En otro terreno, en el de los mal llamados delitos de odio, el viernes pasado se hizo pública una primordial decisión: el Tribunal Superior de Justícia de Catalunya, en una muy razonada y fundamentada resolución, inadmite a trámite la querella del ministerio fiscal por delitos de odio contra un diputado del Parlament de Catalunya, Ferran Civit. La fiscalía quería encausar al diputado de ERC por sus tuits nada elogiosos sobre la Policía Nacional, en relación a su actuación el 1-O y el tratamiento que según él merecía.
Ningún colectivo policial, de funcionarios o de personas con relevancia integran minorías secularmente desprotegidas y despreciadas
En el tsunami judicial que sufrimos en el enjuiciamiento de actos del procés y hechos colaterales, que los tribunales apliquen la ley, de tan positivo que es, podría resultar casi revolucionario.
Por una parte, unos órganos judiciales hablan de votaciones como levantamientos públicos y violentos, de sediciones por omisión, de rebeliones por subirse encima de un vehículo de la Guardia Civil o de malversaciones por dinero supuestamente gastado, pero que no constan gastados en ningún sitio ―eso entre los delitos más graves―.
Por el contrario, otros tribunales, y ya es la segunda vez en menos de 3 semanas, han recordado, como habían dicho antes, que los delitos de odio sólo tienen como sujeto pasivos, es decir, como víctimas, los que prevé el artículo 510 del Código Penal y no lo que quieren los operadores jurídicos dispuestos a hacer lo que entienden por justicia. Estas víctimas son un grupo, una parte del mismo o una persona determinada que se ven hostilizados por razón de su pertinencia a aquel, por motivos racistas, antisemitas u otros referentes a la ideología, religión o creencias, situación familiar, la pertinencia de sus miembros a una etnia, raza o nación, su origen nacional, su sexo, orientación o identidad sexual, por razones de género, enfermedad o discapacidad.
Obviamente, ningún colectivo policial, de funcionarios o de personas con relevancia integran minorías secularmente desprotegidas y despreciadas. Es más, estos sujetos integran parte del sistema, que dista bastante ―no sólo aquí― de haberse comportado dignamente hacia las minorías percibidas como multitud de entes extraños y, por lo tanto, nocivos. Irracionalidad, pero realidad.
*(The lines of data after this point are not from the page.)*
//! End-to-end search runs against in-memory adapters.

use std::collections::HashMap;
use std::sync::{Arc, Mutex};

use async_trait::async_trait;
use chrono::NaiveDate;
use serde_json::{json, Value as JsonValue};
use topfind_core::{FilterSpec, ResourceKind, Taxonomy, Value};
use topfind_pipeline::{
    run_search, run_searches, SearchJob, SearchOptions, SearchRequest, StageCount,
};
use topfind_scraper::{
    CollectOptions, ProviderAdapter, ProviderKind, ProviderRow, RawItem, ScraperError,
};

/// Serves canned results per query and remembers what it was asked.
struct FakeAdapter {
    kind: ProviderKind,
    results: HashMap<String, Vec<JsonValue>>,
    quota_exhausted: bool,
    searched: Mutex<Vec<String>>,
}

impl FakeAdapter {
    fn new(kind: ProviderKind) -> Self {
        Self {
            kind,
            results: HashMap::new(),
            quota_exhausted: false,
            searched: Mutex::new(Vec::new()),
        }
    }

    fn with_results(mut self, query: &str, items: Vec<JsonValue>) -> Self {
        self.results.insert(query.to_string(), items);
        self
    }

    fn out_of_quota(mut self) -> Self {
        self.quota_exhausted = true;
        self
    }

    fn searched(&self) -> Vec<String> {
        self.searched.lock().expect("lock").clone()
    }
}

#[async_trait]
impl ProviderAdapter for FakeAdapter {
    fn kind(&self) -> ProviderKind {
        self.kind
    }

    async fn search(&self, query: &str) -> Result<Vec<RawItem>, ScraperError> {
        self.searched.lock().expect("lock").push(query.to_string());
        if self.quota_exhausted {
            return Err(ScraperError::QuotaExceeded {
                provider: self.kind.to_string(),
            });
        }
        Ok(self.results.get(query).cloned().unwrap_or_default())
    }

    async fn parse(&self, item: RawItem) -> Result<ProviderRow, ScraperError> {
        Ok(ProviderRow::from_object(self.kind, item))
    }
}

fn options() -> SearchOptions {
    SearchOptions {
        collect: CollectOptions::default(),
        today: NaiveDate::from_ymd_opt(2024, 6, 1).expect("valid date"),
    }
}

fn strings(items: &[&str]) -> Vec<String> {
    items.iter().map(|s| (*s).to_string()).collect()
}

fn column(report_table: &topfind_core::ResourceTable, name: &str) -> Vec<String> {
    report_table
        .rows()
        .iter()
        .map(|r| r.get(name).to_string())
        .collect()
}

fn app_adapters() -> (Arc<FakeAdapter>, Arc<FakeAdapter>) {
    let play = FakeAdapter::new(ProviderKind::GooglePlay).with_results(
        "cancer support",
        vec![
            json!({"appId": "com.a", "title": "Cancer Support Hub", "free": "True",
                   "score": 4.5, "ratings": 1200}),
            json!({"appId": "com.b", "title": "Cancer support pro", "free": "False",
                   "score": 4.0, "ratings": 50}),
            json!({"appId": "com.c", "title": "Cancer support lite", "free": "True"}),
        ],
    );
    let store = FakeAdapter::new(ProviderKind::AppStore).with_results(
        "cancer support",
        vec![
            json!({"bundleId": "com.a", "trackName": "Cancer Support Hub", "price": 0,
                   "averageUserRating": 4.8, "userRatingCount": 300}),
            json!({"bundleId": "com.d", "trackName": "Support for cancer", "price": 0,
                   "averageUserRating": 3.9, "userRatingCount": 5000}),
            json!({"bundleId": "com.e", "trackName": "Support for cancer plus", "price": 2.99,
                   "averageUserRating": 4.2, "userRatingCount": 10}),
        ],
    );
    (Arc::new(play), Arc::new(store))
}

#[tokio::test]
async fn apps_are_merged_deduplicated_filtered_and_ranked() {
    let (play, store) = app_adapters();
    let adapters: Vec<Arc<dyn ProviderAdapter>> = vec![play, store];

    let mut request = SearchRequest::new(ResourceKind::Apps, strings(&["cancer", "support"]));
    request.filters = Some(FilterSpec::new().with("free", true).with("score", 3_i64));

    let report = run_search(&request, &adapters, &options())
        .await
        .expect("search should succeed");

    assert_eq!(report.queries, vec!["cancer support"]);
    // com.c is unrated and survives the score filter; order is by ratings.
    assert_eq!(column(&report.table, "appId"), vec!["com.d", "com.a", "com.c"]);
    // The duplicate com.a from the App Store is dropped; the Play row is kept.
    assert_eq!(column(&report.table, "os")[1], "Android");

    assert_eq!(
        report.stages,
        vec![
            StageCount { stage: "collected", rows: 6 },
            StageCount { stage: "normalized", rows: 6 },
            StageCount { stage: "deduplicated", rows: 5 },
            StageCount { stage: "filtered", rows: 3 },
        ]
    );
    let steps: Vec<(&str, usize, usize)> = report
        .filter_steps
        .iter()
        .map(|s| (s.name.as_str(), s.before, s.after))
        .collect();
    assert_eq!(steps, vec![("free", 5, 3), ("score", 3, 3)]);
    assert_eq!(report.providers.len(), 2);
    assert!(report.audit.is_none());
}

#[tokio::test]
async fn validation_failure_issues_no_queries() {
    let adapter = Arc::new(FakeAdapter::new(ProviderKind::GooglePlay));
    let adapters: Vec<Arc<dyn ProviderAdapter>> = vec![adapter.clone()];

    let mut request = SearchRequest::new(ResourceKind::Apps, strings(&["cancer"]));
    request.filters = Some(FilterSpec::new().with("free", true).with("bogus", 1_i64));

    let err = run_search(&request, &adapters, &options())
        .await
        .expect_err("unknown filter must fail");
    assert!(err.is_validation());
    assert!(adapter.searched().is_empty());
}

#[tokio::test]
async fn bad_export_field_is_rejected_before_search() {
    let adapter = Arc::new(FakeAdapter::new(ProviderKind::YouTube));
    let adapters: Vec<Arc<dyn ProviderAdapter>> = vec![adapter.clone()];

    let mut request = SearchRequest::new(ResourceKind::Videos, strings(&["cancer"]));
    request.fields = strings(&["title", "appId"]);

    let err = run_search(&request, &adapters, &options())
        .await
        .expect_err("appId is not a video field");
    assert!(err.is_validation());
    assert!(adapter.searched().is_empty());
}

#[tokio::test]
async fn every_expanded_query_is_searched() {
    let adapter = Arc::new(FakeAdapter::new(ProviderKind::GoogleNews));
    let adapters: Vec<Arc<dyn ProviderAdapter>> = vec![adapter.clone()];

    let mut request = SearchRequest::new(ResourceKind::News, strings(&["cancer", "support"]));
    request.synonyms = vec![strings(&["tumor"]), strings(&["help"])];
    request.filters = Some(FilterSpec::new());

    let report = run_search(&request, &adapters, &options())
        .await
        .expect("search");
    let expected = strings(&["cancer support", "cancer help", "tumor support", "tumor help"]);
    assert_eq!(report.queries, expected);
    assert_eq!(adapter.searched(), expected);
    assert!(report.table.is_empty());
    assert!(report.table.has_column("URL"));
}

#[tokio::test]
async fn news_rows_are_tagged_and_keyword_filtered() {
    let adapter = FakeAdapter::new(ProviderKind::GoogleNews).with_results(
        "breast cancer",
        vec![
            json!({"title": "Breast Cancer Awareness", "url": "https://news.example/1",
                   "description": "Screening month begins"}),
            json!({"title": "Breast Cancer Awareness", "url": "https://news.example/2"}),
            json!({"title": "Stock markets rally", "url": "https://news.example/3"}),
        ],
    );
    let adapters: Vec<Arc<dyn ProviderAdapter>> = vec![Arc::new(adapter)];

    let mut request = SearchRequest::new(ResourceKind::News, strings(&["breast cancer"]));
    request.taxonomy = Taxonomy::default().with_term("cancerTypes", "breast", &["breast", "mammary"]);
    request.audit = true;

    let report = run_search(&request, &adapters, &options())
        .await
        .expect("search");

    assert_eq!(column(&report.table, "URL"), vec!["https://news.example/1"]);
    assert_eq!(report.tag_columns, vec!["cancerTypes.breast"]);
    assert_eq!(
        report.table.rows()[0].get("cancerTypes.breast"),
        &Value::List(vec!["breast".to_string()])
    );

    let audit = report.audit.expect("audit requested");
    assert_eq!(audit.len(), 2);
    assert_eq!(
        column(&audit, "passed_keywords_search"),
        vec!["true", "false"]
    );
}

#[tokio::test]
async fn quota_exhaustion_keeps_other_providers() {
    let (play, _) = app_adapters();
    let store = Arc::new(FakeAdapter::new(ProviderKind::AppStore).out_of_quota());
    let adapters: Vec<Arc<dyn ProviderAdapter>> = vec![play, store.clone()];

    let mut request = SearchRequest::new(ResourceKind::Apps, strings(&["cancer", "support"]));
    request.synonyms = vec![strings(&["tumor"])];
    request.filters = Some(FilterSpec::new());

    let report = run_search(&request, &adapters, &options())
        .await
        .expect("search");

    assert_eq!(report.table.len(), 3);
    assert_eq!(store.searched().len(), 1, "no queries after quota is spent");
    let store_report = report
        .providers
        .iter()
        .find(|p| p.provider == ProviderKind::AppStore)
        .expect("app store report");
    assert!(store_report.quota_exhausted);
}

#[tokio::test]
async fn concurrent_searches_are_independent() {
    let (play, store) = app_adapters();
    let good = SearchJob {
        request: {
            let mut r = SearchRequest::new(ResourceKind::Apps, strings(&["cancer", "support"]));
            r.filters = Some(FilterSpec::new().with("free", true));
            r
        },
        adapters: vec![play, store],
    };
    let bad = SearchJob {
        request: {
            let mut r = SearchRequest::new(ResourceKind::Podcasts, strings(&["cancer"]));
            r.filters = Some(FilterSpec::new().with("free", "yes"));
            r
        },
        adapters: vec![Arc::new(FakeAdapter::new(ProviderKind::ApplePodcasts))],
    };

    let results = run_searches(&[good, bad], &options()).await;
    assert_eq!(results.len(), 2);
    assert_eq!(results[0].as_ref().map(|r| r.table.len()).ok(), Some(3));
    assert!(results[1].as_ref().is_err_and(topfind_pipeline::PipelineError::is_validation));
}

#[tokio::test]
async fn report_exports_table_and_audit() {
    let (play, store) = app_adapters();
    let adapters: Vec<Arc<dyn ProviderAdapter>> = vec![play, store];
    let mut request = SearchRequest::new(ResourceKind::Apps, strings(&["cancer", "support"]));
    request.filters = Some(FilterSpec::new().with("free", true));
    request.audit = true;

    let report = run_search(&request, &adapters, &options())
        .await
        .expect("search");

    let dir = tempfile::tempdir().expect("tempdir");
    let written = report
        .export(dir.path(), &strings(&["appId", "title", "free"]))
        .expect("export");
    assert_eq!(
        written,
        vec![
            dir.path().join("search_apps.csv"),
            dir.path().join("search_apps_audit.csv"),
        ]
    );

    let csv = std::fs::read_to_string(&written[0]).expect("read csv");
    let mut lines = csv.lines();
    assert_eq!(lines.next(), Some("appId,title,free"));
    assert_eq!(lines.count(), 3);

    let audit = std::fs::read_to_string(&written[1]).expect("read audit");
    assert_eq!(audit.lines().next(), Some("appId,title,free,passed_free"));
    assert_eq!(audit.lines().count(), 6);
}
Frecuentemente se da la culpa a las instancias gubernamentales de haber judicializado el conflicto catalán, por intentar solventarlo al margen de la política. Es cierto, pero no del todo. Si todos los jueces se hubieran limitado a aplicar la ley dentro de sus parámetros interpretativos convencionales, de acuerdo con el derecho fundamental del principio de legalidad, a buen seguro no estaríamos hoy donde estamos y como estamos. Aplicar, en cambio, la ley tal como está prevista y para lo que está prevista es lo que han hecho el Tribunal Superior de Catalunya y, unos días antes, la Audiencia de Lleida en el caso de los maestros de la Seu d'Urgell.
Los jueces que crean derecho y no se emplean a aplicarlo es el peor síntoma de la quiebra del sistema. Algunos, sin embargo, no han tirado todavía la toalla.